(Collected data entries)
########################################

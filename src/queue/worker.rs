//! Single-consumer scan worker
//!
//! Enqueue publishes to an unbounded channel read by one worker task, so jobs
//! start strictly in FIFO order. Each job still runs under the orchestrator's
//! throttle, and each runs in its own spawned task so a panic inside an
//! analysis is recorded as `Failed` instead of stopping the worker.
//!
//! The channel is unbounded unless `max-pending` is set. Finished statuses
//! are kept for `retention-secs` and swept out on the next enqueue.

use crate::analysis::AnalysisOrchestrator;
use crate::config::QueueConfig;
use crate::model::{AnalysisRequest, AnalysisResult};
use crate::queue::job::{ScanJob, ScanJobStatus};
use chrono::{DateTime, Utc};
use crate::url::normalize_url;
use crate::AuditError;
use dashmap::DashMap;
use std::sync::atomic::{AtomicUsize, Ordering};
use std::sync::Arc;
use tokio::sync::mpsc;
use tokio::task::JoinHandle;
use tokio_util::sync::CancellationToken;

/// Handle for submitting jobs and polling their status
///
/// Clones share the same channel and status map. The worker stops once every
/// handle has been dropped and the remaining jobs have been processed.
#[derive(Debug, Clone)]
pub struct ScanQueue {
    sender: mpsc::UnboundedSender<ScanJob>,
    statuses: Arc<DashMap<String, ScanJobStatus>>,
    pending: Arc<AtomicUsize>,
    max_pending: Option<usize>,
    retention: Option<chrono::Duration>,
}

impl ScanQueue {
    /// Spawns the worker and returns the queue handle with the worker's
    /// join handle
    pub fn start(
        orchestrator: Arc<AnalysisOrchestrator>,
        config: &QueueConfig,
    ) -> (Self, JoinHandle<()>) {
        let (sender, receiver) = mpsc::unbounded_channel();
        let statuses = Arc::new(DashMap::new());
        let pending = Arc::new(AtomicUsize::new(0));

        let worker = tokio::spawn(run_worker(
            orchestrator,
            receiver,
            Arc::clone(&statuses),
            Arc::clone(&pending),
        ));

        let queue = Self {
            sender,
            statuses,
            pending,
            max_pending: config.max_pending,
            retention: i64::try_from(config.retention_secs)
                .ok()
                .and_then(chrono::Duration::try_seconds),
        };
        (queue, worker)
    }

    /// Accepts a job and returns its id
    ///
    /// # Errors
    ///
    /// * `AuditError::InvalidUrl` - the URL cannot be normalized; no job is created
    /// * `AuditError::QueueFull` - `max-pending` jobs are already waiting
    /// * `AuditError::QueueClosed` - the worker has stopped
    pub fn enqueue(&self, request: AnalysisRequest, save_history: bool) -> Result<String, AuditError> {
        normalize_url(&request.url)?;
        self.reserve_slot()?;
        self.prune_finished();

        let job = ScanJob {
            id: uuid::Uuid::new_v4().to_string(),
            request,
            save_history,
        };
        let id = job.id.clone();
        self.statuses.insert(id.clone(), ScanJobStatus::pending(&job));

        if self.sender.send(job).is_err() {
            self.statuses.remove(&id);
            self.pending.fetch_sub(1, Ordering::SeqCst);
            return Err(AuditError::QueueClosed);
        }

        tracing::debug!("Enqueued scan job {}", id);
        Ok(id)
    }

    /// Current status of a job, or `None` for an unknown id
    pub fn status(&self, job_id: &str) -> Option<ScanJobStatus> {
        self.statuses.get(job_id).map(|entry| entry.value().clone())
    }

    /// Jobs accepted but not yet picked up by the worker
    pub fn pending_jobs(&self) -> usize {
        self.pending.load(Ordering::SeqCst)
    }

    fn prune_finished(&self) {
        if let Some(retention) = self.retention {
            let removed = prune_finished_before(&self.statuses, Utc::now() - retention);
            if removed > 0 {
                tracing::debug!("Dropped {} expired scan job statuses", removed);
            }
        }
    }

    fn reserve_slot(&self) -> Result<(), AuditError> {
        match self.max_pending {
            Some(limit) => self
                .pending
                .fetch_update(Ordering::SeqCst, Ordering::SeqCst, |n| {
                    (n < limit).then_some(n + 1)
                })
                .map(|_| ())
                .map_err(|_| AuditError::QueueFull { limit }),
            None => {
                self.pending.fetch_add(1, Ordering::SeqCst);
                Ok(())
            }
        }
    }
}

async fn run_worker(
    orchestrator: Arc<AnalysisOrchestrator>,
    mut receiver: mpsc::UnboundedReceiver<ScanJob>,
    statuses: Arc<DashMap<String, ScanJobStatus>>,
    pending: Arc<AtomicUsize>,
) {
    tracing::debug!("Scan worker started");

    while let Some(job) = receiver.recv().await {
        pending.fetch_sub(1, Ordering::SeqCst);
        transition(&statuses, &job.id, ScanJobStatus::processing);
        tracing::info!("Processing scan job {} for {}", job.id, job.request.url);

        match run_job(&orchestrator, &job).await {
            Ok(result) => {
                tracing::info!("Scan job {} completed", job.id);
                transition(&statuses, &job.id, |status| status.completed(result));
            }
            Err(message) => {
                tracing::error!("Scan job {} failed: {}", job.id, message);
                transition(&statuses, &job.id, |status| status.failed(message));
            }
        }
    }

    tracing::debug!("Scan worker stopped");
}

async fn run_job(orchestrator: &Arc<AnalysisOrchestrator>, job: &ScanJob) -> Result<AnalysisResult, String> {
    let orchestrator = Arc::clone(orchestrator);
    let request = job.request.clone();
    let save_history = job.save_history;

    let task = tokio::spawn(async move {
        // Queued jobs are not cancellable once dequeued.
        let cancel = CancellationToken::new();
        orchestrator.analyze(&request, save_history, &cancel).await
    });

    match task.await {
        Ok(Ok(result)) => Ok(result),
        Ok(Err(e)) => Err(e.to_string()),
        Err(e) => Err(format!("Analysis task aborted: {}", e)),
    }
}

/// Replaces the stored status with `advance(current)`
fn transition<F>(statuses: &DashMap<String, ScanJobStatus>, job_id: &str, advance: F)
where
    F: FnOnce(ScanJobStatus) -> ScanJobStatus,
{
    let Some(current) = statuses.get(job_id).map(|entry| entry.value().clone()) else {
        tracing::warn!("Status for scan job {} disappeared", job_id);
        return;
    };
    statuses.insert(job_id.to_string(), advance(current));
}

/// Removes terminal statuses last updated before `cutoff`
fn prune_finished_before(statuses: &DashMap<String, ScanJobStatus>, cutoff: DateTime<Utc>) -> usize {
    let before = statuses.len();
    statuses.retain(|_, status| !(status.state.is_terminal() && status.updated_at < cutoff));
    before.saturating_sub(statuses.len())
}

########################################

→ **What is expected**
All entries are to be copied exactly as they read.

→ **Answer to this exercise**
filename src/queue/worker.rs
//! Single-consumer scan worker
//!
//! Enqueue publishes to an unbounded channel read by one worker task, so jobs
//! start strictly in FIFO order. Each job still runs under the orchestrator's
//! throttle, and each runs in its own spawned task so a panic inside an
//! analysis is recorded as `Failed` instead of stopping the worker.
//!
//! The channel is unbounded unless `max-pending` is set. Finished statuses
//! are kept for `retention-secs` and swept out on the next enqueue.

use crate::analysis::AnalysisOrchestrator;
use crate::config::QueueConfig;
use crate::model::{AnalysisRequest, AnalysisResult};
use crate::queue::job::{ScanJob, ScanJobStatus};
use chrono::{DateTime, Utc};
use crate::url::normalize_url;
use crate::AuditError;
use dashmap::DashMap;
use std::sync::atomic::{AtomicUsize, Ordering};
use std::sync::Arc;
use tokio::sync::mpsc;
use tokio::task::JoinHandle;
use tokio_util::sync::CancellationToken;

/// Handle for submitting jobs and polling their status
///
/// Clones share the same channel and status map. The worker stops once every
/// handle has been dropped and the remaining jobs have been processed.
#[derive(Debug, Clone)]
pub struct ScanQueue {
    sender: mpsc::UnboundedSender<ScanJob>,
    statuses: Arc<DashMap<String, ScanJobStatus>>,
    pending: Arc<AtomicUsize>,
    max_pending: Option<usize>,
    retention: Option<chrono::Duration>,
}

impl ScanQueue {
    /// Spawns the worker and returns the queue handle with the worker's
    /// join handle
    pub fn start(
        orchestrator: Arc<AnalysisOrchestrator>,
        config: &QueueConfig,
    ) -> (Self, JoinHandle<()>) {
        let (sender, receiver) = mpsc::unbounded_channel();
        let statuses = Arc::new(DashMap::new());
        let pending = Arc::new(AtomicUsize::new(0));

        let worker = tokio::spawn(run_worker(
            orchestrator,
            receiver,
            Arc::clone(&statuses),
            Arc::clone(&pending),
        ));

        let queue = Self {
            sender,
            statuses,
            pending,
            max_pending: config.max_pending,
            retention: i64::try_from(config.retention_secs)
                .ok()
                .and_then(chrono::Duration::try_seconds),
        };
        (queue, worker)
    }

    /// Accepts a job and returns its id
    ///
    /// # Errors
    ///
    /// * `AuditError::InvalidUrl` - the URL cannot be normalized; no job is created
    /// * `AuditError::QueueFull` - `max-pending` jobs are already waiting
    /// * `AuditError::QueueClosed` - the worker has stopped
    pub fn enqueue(&self, request: AnalysisRequest, save_history: bool) -> Result<String, AuditError> {
        normalize_url(&request.url)?;
        self.reserve_slot()?;
        self.prune_finished();

        let job = ScanJob {
            id: uuid::Uuid::new_v4().to_string(),
            request,
            save_history,
        };
        let id = job.id.clone();
        self.statuses.insert(id.clone(), ScanJobStatus::pending(&job));

        if self.sender.send(job).is_err() {
            self.statuses.remove(&id);
            self.pending.fetch_sub(1, Ordering::SeqCst);
            return Err(AuditError::QueueClosed);
        }

        tracing::debug!("Enqueued scan job {}", id);
        Ok(id)
    }

    /// Current status of a job, or `None` for an unknown id
    pub fn status(&self, job_id: &str) -> Option<ScanJobStatus> {
        self.statuses.get(job_id).map(|entry| entry.value().clone())
    }

    /// Jobs accepted but not yet picked up by the worker
    pub fn pending_jobs(&self) -> usize {
        self.pending.load(Ordering::SeqCst)
    }

    fn prune_finished(&self) {
        if let Some(retention) = self.retention {
            let removed = prune_finished_before(&self.statuses, Utc::now() - retention);
            if removed > 0 {
                tracing::debug!("Dropped {} expired scan job statuses", removed);
            }
        }
    }

    fn reserve_slot(&self) -> Result<(), AuditError> {
        match self.max_pending {
            Some(limit) => self
                .pending
                .fetch_update(Ordering::SeqCst, Ordering::SeqCst, |n| {
                    (n < limit).then_some(n + 1)
                })
                .map(|_| ())
                .map_err(|_| AuditError::QueueFull { limit }),
            None => {
                self.pending.fetch_add(1, Ordering::SeqCst);
                Ok(())
            }
        }
    }
}

async fn run_worker(
    orchestrator: Arc<AnalysisOrchestrator>,
    mut receiver: mpsc::UnboundedReceiver<ScanJob>,
    statuses: Arc<DashMap<String, ScanJobStatus>>,
    pending: Arc<AtomicUsize>,
) {
    tracing::debug!("Scan worker started");

    while let Some(job) = receiver.recv().await {
        pending.fetch_sub(1, Ordering::SeqCst);
        transition(&statuses, &job.id, ScanJobStatus::processing);
        tracing::info!("Processing scan job {} for {}", job.id, job.request.url);

        match run_job(&orchestrator, &job).await {
            Ok(result) => {
                tracing::info!("Scan job {} completed", job.id);
                transition(&statuses, &job.id, |status| status.completed(result));
            }
            Err(message) => {
                tracing::error!("Scan job {} failed: {}", job.id, message);
                transition(&statuses, &job.id, |status| status.failed(message));
            }
        }
    }

    tracing::debug!("Scan worker stopped");
}

async fn run_job(orchestrator: &Arc<AnalysisOrchestrator>, job: &ScanJob) -> Result<AnalysisResult, String> {
    let orchestrator = Arc::clone(orchestrator);
    let request = job.request.clone();
    let save_history = job.save_history;

    let task = tokio::spawn(async move {
        // Queued jobs are not cancellable once dequeued.
        let cancel = CancellationToken::new();
        orchestrator.analyze(&request, save_history, &cancel).await
    });

    match task.await {
        Ok(Ok(result)) => Ok(result),
        Ok(Err(e)) => Err(e.to_string()),
        Err(e) => Err(format!("Analysis task aborted: {}", e)),
    }
}

/// Replaces the stored status with `advance(current)`
fn transition<F>(statuses: &DashMap<String, ScanJobStatus>, job_id: &str, advance: F)
where
    F: FnOnce(ScanJobStatus) -> ScanJobStatus,
{
    let Some(current) = statuses.get(job_id).map(|entry| entry.value().clone()) else {
        tracing::warn!("Status for scan job {} disappeared", job_id);
        return;
    };
    statuses.insert(job_id.to_string(), advance(current));
}

/// Removes terminal statuses last updated before `cutoff`
fn prune_finished_before(statuses: &DashMap<String, ScanJobStatus>, cutoff: DateTime<Utc>) -> usize {
    let before = statuses.len();
    statuses.retain(|_, status| !(status.state.is_terminal() && status.updated_at < cutoff));
    before.saturating_sub(statuses.len())
}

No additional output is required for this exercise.